• Exercise requirements
Repeat exactly the lines from the first line of the records through the line containing "filename src/query.rs", and nothing more.

(Data items)
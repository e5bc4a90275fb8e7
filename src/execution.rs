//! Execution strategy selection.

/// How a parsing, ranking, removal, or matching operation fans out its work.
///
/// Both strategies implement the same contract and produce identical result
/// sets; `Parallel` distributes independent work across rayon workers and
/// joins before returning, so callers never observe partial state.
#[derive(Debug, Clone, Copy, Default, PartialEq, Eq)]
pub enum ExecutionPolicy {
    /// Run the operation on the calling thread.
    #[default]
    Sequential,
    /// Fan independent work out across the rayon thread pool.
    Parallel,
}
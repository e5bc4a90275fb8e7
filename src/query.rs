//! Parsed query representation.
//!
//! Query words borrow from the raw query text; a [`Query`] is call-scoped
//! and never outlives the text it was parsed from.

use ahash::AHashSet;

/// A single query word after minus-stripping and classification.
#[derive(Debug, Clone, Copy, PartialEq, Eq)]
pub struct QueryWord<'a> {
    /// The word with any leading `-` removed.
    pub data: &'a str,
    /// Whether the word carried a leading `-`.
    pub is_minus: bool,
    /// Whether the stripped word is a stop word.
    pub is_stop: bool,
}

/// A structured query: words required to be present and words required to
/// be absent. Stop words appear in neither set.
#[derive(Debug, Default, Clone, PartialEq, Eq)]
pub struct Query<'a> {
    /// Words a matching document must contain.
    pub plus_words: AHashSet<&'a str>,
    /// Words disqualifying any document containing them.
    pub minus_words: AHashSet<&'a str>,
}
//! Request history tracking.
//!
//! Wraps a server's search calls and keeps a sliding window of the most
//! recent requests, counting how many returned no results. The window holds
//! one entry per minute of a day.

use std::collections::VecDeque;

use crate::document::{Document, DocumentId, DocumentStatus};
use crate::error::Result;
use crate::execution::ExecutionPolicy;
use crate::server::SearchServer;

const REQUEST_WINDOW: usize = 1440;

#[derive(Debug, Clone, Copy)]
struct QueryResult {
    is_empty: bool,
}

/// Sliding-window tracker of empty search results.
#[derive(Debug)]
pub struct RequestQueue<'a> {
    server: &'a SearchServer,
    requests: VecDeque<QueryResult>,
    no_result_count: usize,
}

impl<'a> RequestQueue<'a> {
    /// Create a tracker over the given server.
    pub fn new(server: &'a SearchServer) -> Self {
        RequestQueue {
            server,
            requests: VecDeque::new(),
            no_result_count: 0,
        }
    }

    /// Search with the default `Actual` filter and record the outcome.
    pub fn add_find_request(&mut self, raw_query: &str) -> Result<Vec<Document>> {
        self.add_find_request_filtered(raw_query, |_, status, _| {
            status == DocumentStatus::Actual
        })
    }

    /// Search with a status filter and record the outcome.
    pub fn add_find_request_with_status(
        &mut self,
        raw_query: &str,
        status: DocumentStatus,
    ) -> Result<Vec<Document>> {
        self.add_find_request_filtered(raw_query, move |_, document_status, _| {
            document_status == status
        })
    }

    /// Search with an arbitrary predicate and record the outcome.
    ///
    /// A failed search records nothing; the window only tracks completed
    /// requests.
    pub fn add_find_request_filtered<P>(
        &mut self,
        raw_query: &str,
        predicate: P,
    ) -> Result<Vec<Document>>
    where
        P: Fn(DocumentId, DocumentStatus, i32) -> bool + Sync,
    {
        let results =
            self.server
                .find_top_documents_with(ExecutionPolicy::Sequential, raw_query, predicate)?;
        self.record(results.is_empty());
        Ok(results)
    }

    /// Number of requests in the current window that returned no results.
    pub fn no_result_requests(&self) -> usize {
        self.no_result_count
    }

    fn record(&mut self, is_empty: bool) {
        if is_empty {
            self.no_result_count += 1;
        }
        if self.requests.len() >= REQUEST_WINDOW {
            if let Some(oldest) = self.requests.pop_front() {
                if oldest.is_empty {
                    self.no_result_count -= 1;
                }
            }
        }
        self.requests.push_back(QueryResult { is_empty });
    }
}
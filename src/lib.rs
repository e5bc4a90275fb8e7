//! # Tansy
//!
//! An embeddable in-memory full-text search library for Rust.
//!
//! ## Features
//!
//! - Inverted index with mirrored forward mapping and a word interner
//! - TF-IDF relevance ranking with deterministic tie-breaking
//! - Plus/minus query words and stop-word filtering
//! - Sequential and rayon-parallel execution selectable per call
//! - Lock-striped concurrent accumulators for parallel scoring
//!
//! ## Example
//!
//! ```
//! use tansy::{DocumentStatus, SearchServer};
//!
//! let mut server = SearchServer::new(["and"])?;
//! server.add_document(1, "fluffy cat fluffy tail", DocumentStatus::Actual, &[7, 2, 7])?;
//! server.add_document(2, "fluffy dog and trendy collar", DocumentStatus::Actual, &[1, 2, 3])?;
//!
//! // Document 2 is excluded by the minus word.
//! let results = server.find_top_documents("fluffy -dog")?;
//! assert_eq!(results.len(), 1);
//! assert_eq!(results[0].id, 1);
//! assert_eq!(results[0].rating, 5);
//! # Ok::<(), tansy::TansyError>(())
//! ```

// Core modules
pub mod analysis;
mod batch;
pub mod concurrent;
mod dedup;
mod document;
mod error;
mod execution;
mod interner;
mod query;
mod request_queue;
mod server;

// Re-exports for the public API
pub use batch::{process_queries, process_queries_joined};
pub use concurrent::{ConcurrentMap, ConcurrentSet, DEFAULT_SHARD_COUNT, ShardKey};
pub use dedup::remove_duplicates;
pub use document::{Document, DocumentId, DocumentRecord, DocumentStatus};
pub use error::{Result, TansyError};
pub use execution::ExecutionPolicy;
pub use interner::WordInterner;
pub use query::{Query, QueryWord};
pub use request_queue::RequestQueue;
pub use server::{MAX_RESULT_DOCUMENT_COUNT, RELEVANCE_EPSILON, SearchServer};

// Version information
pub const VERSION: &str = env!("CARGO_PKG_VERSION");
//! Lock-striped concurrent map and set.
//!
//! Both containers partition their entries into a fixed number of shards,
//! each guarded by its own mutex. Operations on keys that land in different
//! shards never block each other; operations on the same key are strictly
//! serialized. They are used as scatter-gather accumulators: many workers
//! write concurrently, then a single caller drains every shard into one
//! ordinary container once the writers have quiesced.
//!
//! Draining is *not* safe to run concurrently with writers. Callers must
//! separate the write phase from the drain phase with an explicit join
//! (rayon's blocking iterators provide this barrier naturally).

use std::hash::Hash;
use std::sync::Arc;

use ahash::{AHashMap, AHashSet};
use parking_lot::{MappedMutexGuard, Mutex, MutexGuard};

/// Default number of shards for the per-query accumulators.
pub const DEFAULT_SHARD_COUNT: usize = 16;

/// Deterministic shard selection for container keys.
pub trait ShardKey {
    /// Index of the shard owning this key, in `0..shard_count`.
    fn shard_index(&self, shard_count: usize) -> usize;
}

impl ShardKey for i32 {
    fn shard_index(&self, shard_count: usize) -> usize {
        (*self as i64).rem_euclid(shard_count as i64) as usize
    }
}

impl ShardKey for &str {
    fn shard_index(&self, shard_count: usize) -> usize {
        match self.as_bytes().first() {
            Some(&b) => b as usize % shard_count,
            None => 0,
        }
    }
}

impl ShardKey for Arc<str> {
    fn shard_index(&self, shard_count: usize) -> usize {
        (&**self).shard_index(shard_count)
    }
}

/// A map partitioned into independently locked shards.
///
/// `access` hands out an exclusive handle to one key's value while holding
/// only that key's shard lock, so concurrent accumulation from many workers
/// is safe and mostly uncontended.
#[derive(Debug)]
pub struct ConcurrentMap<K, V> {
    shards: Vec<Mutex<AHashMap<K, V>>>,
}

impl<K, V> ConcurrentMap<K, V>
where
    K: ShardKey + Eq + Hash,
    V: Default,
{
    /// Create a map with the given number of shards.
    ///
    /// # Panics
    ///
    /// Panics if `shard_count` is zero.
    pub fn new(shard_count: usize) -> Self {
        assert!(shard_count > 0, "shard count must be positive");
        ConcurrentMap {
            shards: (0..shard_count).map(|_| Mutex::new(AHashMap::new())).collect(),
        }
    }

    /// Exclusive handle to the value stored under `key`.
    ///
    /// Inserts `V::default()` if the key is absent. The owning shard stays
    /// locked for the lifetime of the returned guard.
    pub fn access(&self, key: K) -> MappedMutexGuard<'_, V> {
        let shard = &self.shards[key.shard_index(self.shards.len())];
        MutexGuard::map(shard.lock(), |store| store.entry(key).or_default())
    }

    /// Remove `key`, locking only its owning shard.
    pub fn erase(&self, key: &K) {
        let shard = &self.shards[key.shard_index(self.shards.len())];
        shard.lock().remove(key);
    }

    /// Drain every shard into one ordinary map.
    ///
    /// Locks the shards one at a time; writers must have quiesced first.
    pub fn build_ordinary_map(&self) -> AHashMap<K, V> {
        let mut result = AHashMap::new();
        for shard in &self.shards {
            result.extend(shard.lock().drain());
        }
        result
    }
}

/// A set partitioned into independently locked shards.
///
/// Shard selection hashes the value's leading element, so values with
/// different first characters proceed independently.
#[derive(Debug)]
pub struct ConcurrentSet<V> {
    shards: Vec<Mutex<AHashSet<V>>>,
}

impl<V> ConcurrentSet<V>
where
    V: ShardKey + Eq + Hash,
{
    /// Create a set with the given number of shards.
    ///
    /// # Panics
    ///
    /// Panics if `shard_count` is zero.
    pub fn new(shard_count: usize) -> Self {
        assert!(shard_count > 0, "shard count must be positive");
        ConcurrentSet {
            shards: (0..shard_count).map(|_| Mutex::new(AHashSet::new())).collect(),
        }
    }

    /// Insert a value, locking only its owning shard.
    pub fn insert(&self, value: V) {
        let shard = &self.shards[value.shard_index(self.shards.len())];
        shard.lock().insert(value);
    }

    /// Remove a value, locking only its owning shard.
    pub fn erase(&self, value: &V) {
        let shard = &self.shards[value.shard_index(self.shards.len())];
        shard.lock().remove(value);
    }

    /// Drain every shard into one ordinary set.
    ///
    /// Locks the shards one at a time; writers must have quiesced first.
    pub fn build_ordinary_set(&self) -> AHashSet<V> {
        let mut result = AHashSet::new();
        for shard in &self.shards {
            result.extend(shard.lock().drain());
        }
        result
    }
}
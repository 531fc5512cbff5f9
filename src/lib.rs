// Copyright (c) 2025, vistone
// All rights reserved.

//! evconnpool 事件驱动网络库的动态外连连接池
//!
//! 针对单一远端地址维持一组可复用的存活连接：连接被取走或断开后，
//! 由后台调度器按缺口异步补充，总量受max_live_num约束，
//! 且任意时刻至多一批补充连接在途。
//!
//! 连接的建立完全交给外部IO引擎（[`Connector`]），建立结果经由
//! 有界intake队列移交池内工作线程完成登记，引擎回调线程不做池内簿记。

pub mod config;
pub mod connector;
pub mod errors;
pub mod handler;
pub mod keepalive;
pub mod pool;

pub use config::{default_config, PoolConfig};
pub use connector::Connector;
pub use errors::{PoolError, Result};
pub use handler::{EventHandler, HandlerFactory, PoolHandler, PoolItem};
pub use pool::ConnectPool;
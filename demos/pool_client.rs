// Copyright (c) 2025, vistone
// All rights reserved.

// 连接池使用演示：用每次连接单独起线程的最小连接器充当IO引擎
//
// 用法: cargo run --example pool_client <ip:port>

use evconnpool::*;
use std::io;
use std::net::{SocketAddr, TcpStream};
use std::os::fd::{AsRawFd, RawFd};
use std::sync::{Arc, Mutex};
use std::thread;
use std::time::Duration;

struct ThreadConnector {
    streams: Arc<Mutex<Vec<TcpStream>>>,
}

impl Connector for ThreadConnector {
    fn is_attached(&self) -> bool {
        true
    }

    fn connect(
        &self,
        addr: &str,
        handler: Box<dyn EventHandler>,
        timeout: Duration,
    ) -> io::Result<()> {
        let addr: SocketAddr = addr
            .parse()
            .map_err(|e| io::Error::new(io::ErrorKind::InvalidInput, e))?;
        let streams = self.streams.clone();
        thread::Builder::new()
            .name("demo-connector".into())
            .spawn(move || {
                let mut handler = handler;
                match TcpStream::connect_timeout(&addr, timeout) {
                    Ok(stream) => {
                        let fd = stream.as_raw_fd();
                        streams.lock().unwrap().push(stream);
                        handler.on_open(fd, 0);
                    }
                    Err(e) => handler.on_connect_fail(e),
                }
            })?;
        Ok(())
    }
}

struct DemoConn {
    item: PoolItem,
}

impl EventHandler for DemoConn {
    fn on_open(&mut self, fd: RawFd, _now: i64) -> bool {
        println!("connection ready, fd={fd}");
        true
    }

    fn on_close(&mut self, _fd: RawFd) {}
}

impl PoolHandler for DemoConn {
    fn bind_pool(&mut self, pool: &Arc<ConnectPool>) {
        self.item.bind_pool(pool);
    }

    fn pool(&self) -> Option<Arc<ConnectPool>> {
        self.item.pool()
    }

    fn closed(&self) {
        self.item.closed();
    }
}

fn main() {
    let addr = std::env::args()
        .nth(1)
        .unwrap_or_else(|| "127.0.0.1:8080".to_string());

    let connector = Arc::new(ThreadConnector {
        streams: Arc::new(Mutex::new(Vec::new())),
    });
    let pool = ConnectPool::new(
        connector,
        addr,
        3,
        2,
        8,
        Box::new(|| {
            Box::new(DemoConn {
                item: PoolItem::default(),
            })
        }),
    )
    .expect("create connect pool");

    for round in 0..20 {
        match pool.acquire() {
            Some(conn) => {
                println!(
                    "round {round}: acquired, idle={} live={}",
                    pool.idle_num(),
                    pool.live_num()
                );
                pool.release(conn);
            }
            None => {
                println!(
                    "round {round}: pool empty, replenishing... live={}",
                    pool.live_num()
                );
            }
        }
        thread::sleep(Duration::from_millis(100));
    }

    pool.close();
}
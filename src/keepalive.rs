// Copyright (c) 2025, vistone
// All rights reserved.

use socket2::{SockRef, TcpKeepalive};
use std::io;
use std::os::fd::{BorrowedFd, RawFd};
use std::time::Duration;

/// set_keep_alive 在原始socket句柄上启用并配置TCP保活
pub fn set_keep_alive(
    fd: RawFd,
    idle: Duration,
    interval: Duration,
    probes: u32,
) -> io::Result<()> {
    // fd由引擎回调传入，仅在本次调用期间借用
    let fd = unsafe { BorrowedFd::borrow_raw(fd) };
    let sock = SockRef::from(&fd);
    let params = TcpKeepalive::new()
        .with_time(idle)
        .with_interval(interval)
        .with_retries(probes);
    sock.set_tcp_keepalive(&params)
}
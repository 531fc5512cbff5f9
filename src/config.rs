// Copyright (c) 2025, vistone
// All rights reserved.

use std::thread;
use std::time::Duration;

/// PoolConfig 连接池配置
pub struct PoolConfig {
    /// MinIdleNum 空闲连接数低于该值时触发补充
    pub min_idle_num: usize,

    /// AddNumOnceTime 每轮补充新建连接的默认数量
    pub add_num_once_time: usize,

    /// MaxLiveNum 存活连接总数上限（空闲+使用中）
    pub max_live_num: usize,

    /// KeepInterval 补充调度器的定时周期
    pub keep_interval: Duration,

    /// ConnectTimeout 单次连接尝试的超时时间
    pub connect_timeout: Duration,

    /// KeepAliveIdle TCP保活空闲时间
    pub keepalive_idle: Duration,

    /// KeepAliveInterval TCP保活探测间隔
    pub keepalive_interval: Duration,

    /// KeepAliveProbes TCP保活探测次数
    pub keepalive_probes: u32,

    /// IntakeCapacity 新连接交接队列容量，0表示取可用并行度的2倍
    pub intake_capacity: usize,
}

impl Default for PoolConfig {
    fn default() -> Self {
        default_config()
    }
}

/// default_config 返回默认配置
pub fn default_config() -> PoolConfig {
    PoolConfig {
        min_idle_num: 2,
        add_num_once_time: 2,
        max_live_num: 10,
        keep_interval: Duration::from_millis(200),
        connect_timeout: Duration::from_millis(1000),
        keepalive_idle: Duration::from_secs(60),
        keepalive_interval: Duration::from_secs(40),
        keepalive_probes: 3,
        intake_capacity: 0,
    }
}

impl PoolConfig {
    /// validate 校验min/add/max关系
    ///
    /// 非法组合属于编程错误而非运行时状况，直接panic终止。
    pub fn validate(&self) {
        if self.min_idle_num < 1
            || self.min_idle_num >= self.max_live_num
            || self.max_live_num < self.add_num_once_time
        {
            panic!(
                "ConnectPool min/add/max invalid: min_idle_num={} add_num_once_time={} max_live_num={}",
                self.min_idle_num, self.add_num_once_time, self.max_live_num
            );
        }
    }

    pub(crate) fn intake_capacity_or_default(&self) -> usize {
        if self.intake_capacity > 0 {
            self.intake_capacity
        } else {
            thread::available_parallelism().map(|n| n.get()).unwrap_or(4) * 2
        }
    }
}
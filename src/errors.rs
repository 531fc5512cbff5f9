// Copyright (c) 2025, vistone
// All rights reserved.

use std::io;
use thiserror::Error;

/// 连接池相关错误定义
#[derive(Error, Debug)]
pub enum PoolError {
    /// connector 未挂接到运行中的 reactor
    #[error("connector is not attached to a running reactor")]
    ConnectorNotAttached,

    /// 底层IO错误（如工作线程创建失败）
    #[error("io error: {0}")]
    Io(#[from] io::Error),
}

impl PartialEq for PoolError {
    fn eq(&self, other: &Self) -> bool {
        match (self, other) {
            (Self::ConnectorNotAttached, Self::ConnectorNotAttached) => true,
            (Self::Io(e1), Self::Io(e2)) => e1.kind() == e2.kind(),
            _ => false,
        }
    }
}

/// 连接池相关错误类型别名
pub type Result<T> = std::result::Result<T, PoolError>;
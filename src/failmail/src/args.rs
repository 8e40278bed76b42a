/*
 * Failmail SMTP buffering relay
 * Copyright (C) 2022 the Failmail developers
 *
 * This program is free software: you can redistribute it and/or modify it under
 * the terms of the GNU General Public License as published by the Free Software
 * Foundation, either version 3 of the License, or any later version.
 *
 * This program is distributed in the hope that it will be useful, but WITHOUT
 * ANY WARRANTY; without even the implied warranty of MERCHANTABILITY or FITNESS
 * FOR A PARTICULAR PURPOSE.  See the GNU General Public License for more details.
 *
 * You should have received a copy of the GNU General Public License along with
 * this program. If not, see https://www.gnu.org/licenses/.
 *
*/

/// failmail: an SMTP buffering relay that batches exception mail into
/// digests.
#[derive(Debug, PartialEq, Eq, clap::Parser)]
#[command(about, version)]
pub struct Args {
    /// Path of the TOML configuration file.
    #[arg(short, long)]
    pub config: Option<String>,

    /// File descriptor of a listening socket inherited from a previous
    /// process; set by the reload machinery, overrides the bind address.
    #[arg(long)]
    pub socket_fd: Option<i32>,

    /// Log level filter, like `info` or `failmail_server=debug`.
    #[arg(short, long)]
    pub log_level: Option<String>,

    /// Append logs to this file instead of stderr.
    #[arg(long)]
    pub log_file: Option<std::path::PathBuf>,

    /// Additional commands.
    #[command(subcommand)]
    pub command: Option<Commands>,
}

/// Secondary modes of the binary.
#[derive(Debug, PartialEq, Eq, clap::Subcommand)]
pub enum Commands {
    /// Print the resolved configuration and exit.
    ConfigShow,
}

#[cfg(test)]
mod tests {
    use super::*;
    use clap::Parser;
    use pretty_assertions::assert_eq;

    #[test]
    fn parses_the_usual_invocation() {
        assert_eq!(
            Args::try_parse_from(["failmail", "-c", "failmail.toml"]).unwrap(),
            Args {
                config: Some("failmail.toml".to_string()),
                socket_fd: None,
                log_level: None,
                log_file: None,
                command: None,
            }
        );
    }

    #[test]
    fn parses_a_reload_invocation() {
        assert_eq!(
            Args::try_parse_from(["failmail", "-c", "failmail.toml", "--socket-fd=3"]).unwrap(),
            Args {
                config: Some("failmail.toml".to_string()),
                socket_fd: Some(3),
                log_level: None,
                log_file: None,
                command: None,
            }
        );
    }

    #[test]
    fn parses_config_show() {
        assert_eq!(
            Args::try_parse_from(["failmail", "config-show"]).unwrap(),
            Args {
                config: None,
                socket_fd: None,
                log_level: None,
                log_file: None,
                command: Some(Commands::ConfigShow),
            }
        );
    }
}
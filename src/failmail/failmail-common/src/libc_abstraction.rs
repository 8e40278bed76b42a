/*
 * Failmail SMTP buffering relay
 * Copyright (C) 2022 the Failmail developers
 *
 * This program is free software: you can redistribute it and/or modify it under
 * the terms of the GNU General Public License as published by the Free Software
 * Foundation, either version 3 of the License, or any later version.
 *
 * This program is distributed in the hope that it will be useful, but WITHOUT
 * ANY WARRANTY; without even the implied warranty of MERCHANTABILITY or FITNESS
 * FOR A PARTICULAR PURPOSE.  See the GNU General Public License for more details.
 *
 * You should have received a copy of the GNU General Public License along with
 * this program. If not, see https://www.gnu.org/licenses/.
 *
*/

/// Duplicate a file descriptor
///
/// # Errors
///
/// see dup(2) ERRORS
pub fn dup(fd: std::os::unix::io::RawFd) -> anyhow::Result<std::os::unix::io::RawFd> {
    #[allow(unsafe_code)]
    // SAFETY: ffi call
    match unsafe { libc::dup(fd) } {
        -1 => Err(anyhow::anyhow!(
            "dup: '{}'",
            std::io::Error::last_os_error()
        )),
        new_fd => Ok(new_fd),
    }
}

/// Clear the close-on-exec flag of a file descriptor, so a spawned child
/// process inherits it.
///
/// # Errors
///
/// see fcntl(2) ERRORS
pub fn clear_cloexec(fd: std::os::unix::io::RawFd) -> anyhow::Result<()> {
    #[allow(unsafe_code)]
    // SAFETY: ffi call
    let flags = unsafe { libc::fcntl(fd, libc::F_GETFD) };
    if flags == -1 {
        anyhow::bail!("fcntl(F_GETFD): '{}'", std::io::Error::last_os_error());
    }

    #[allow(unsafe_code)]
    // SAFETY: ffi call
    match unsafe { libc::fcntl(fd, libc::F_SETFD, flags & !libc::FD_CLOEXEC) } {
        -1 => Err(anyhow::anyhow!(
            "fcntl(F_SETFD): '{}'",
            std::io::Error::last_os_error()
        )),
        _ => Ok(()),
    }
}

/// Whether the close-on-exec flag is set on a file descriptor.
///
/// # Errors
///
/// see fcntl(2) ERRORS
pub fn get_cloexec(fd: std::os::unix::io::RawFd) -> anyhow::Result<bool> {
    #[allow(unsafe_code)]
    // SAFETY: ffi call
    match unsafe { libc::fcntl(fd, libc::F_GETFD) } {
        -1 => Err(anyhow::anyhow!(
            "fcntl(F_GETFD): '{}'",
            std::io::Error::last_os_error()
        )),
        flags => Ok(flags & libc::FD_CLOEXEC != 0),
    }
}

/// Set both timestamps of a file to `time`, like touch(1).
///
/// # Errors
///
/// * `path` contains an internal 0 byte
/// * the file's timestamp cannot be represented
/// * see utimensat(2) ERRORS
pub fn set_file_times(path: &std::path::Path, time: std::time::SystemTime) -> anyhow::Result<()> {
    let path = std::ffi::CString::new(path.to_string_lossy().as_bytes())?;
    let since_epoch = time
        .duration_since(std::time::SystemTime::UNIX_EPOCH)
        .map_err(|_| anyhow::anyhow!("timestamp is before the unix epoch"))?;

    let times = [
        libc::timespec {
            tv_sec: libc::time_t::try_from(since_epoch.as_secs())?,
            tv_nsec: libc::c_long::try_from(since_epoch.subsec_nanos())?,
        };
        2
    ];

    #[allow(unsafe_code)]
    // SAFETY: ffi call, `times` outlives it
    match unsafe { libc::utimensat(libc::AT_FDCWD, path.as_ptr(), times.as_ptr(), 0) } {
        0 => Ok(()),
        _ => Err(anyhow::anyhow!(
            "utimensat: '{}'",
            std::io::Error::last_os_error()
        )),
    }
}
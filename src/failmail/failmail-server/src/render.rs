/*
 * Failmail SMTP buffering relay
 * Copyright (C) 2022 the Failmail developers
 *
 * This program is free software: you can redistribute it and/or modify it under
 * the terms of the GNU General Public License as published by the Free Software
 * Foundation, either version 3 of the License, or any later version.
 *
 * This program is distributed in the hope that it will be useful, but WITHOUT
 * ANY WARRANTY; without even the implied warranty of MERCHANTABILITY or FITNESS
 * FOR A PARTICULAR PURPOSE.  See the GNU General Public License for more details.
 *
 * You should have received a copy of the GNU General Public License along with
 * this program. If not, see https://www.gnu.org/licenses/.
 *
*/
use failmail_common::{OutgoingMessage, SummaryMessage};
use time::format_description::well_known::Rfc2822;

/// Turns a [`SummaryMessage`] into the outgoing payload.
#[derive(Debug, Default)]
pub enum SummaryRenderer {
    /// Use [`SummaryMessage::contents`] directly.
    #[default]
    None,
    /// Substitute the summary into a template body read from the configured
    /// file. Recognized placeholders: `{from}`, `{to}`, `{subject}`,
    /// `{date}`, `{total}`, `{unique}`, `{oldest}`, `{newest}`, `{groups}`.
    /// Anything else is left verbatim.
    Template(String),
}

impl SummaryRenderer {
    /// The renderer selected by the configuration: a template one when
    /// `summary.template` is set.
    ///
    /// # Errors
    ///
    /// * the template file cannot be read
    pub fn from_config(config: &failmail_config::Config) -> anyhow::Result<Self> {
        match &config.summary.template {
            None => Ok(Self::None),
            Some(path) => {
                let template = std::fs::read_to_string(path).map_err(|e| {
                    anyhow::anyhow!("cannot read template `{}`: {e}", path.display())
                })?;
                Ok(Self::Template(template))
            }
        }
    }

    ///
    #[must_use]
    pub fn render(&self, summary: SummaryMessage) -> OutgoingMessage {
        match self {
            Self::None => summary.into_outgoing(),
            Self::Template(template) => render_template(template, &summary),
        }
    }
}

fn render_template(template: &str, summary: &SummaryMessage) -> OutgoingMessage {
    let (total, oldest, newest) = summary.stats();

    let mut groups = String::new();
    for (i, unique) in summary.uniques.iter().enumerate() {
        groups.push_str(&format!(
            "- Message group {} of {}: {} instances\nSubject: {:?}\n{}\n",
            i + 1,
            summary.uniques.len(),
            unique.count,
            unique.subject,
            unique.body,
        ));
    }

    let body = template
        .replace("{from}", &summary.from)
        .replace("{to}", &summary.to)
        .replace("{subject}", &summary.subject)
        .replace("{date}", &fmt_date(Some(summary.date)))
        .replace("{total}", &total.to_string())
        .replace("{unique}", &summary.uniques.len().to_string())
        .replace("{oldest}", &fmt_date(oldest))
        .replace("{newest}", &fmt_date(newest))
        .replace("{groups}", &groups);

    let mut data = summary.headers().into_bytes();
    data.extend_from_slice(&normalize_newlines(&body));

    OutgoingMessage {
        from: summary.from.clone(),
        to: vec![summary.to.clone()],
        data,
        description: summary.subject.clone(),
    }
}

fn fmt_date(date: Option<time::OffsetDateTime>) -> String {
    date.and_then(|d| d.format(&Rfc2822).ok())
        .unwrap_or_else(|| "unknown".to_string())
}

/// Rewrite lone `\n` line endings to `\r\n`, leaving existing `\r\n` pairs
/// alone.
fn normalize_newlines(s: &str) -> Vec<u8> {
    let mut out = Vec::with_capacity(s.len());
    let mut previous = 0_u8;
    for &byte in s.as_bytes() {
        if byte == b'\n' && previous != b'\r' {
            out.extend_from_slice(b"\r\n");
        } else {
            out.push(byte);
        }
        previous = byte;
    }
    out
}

• Reply to the exercise
repository e5bc4a90275fb8e7
filename src/execution.rs
//! Execution strategy selection.

/// How a parsing, ranking, removal, or matching operation fans out its work.
///
/// Both strategies implement the same contract and produce identical result
/// sets; `Parallel` distributes independent work across rayon workers and
/// joins before returning, so callers never observe partial state.
#[derive(Debug, Clone, Copy, Default, PartialEq, Eq)]
pub enum ExecutionPolicy {
    /// Run the operation on the calling thread.
    #[default]
    Sequential,
    /// Fan independent work out across the rayon thread pool.
    Parallel,
}
repository e5bc4a90275fb8e7
filename src/query.rs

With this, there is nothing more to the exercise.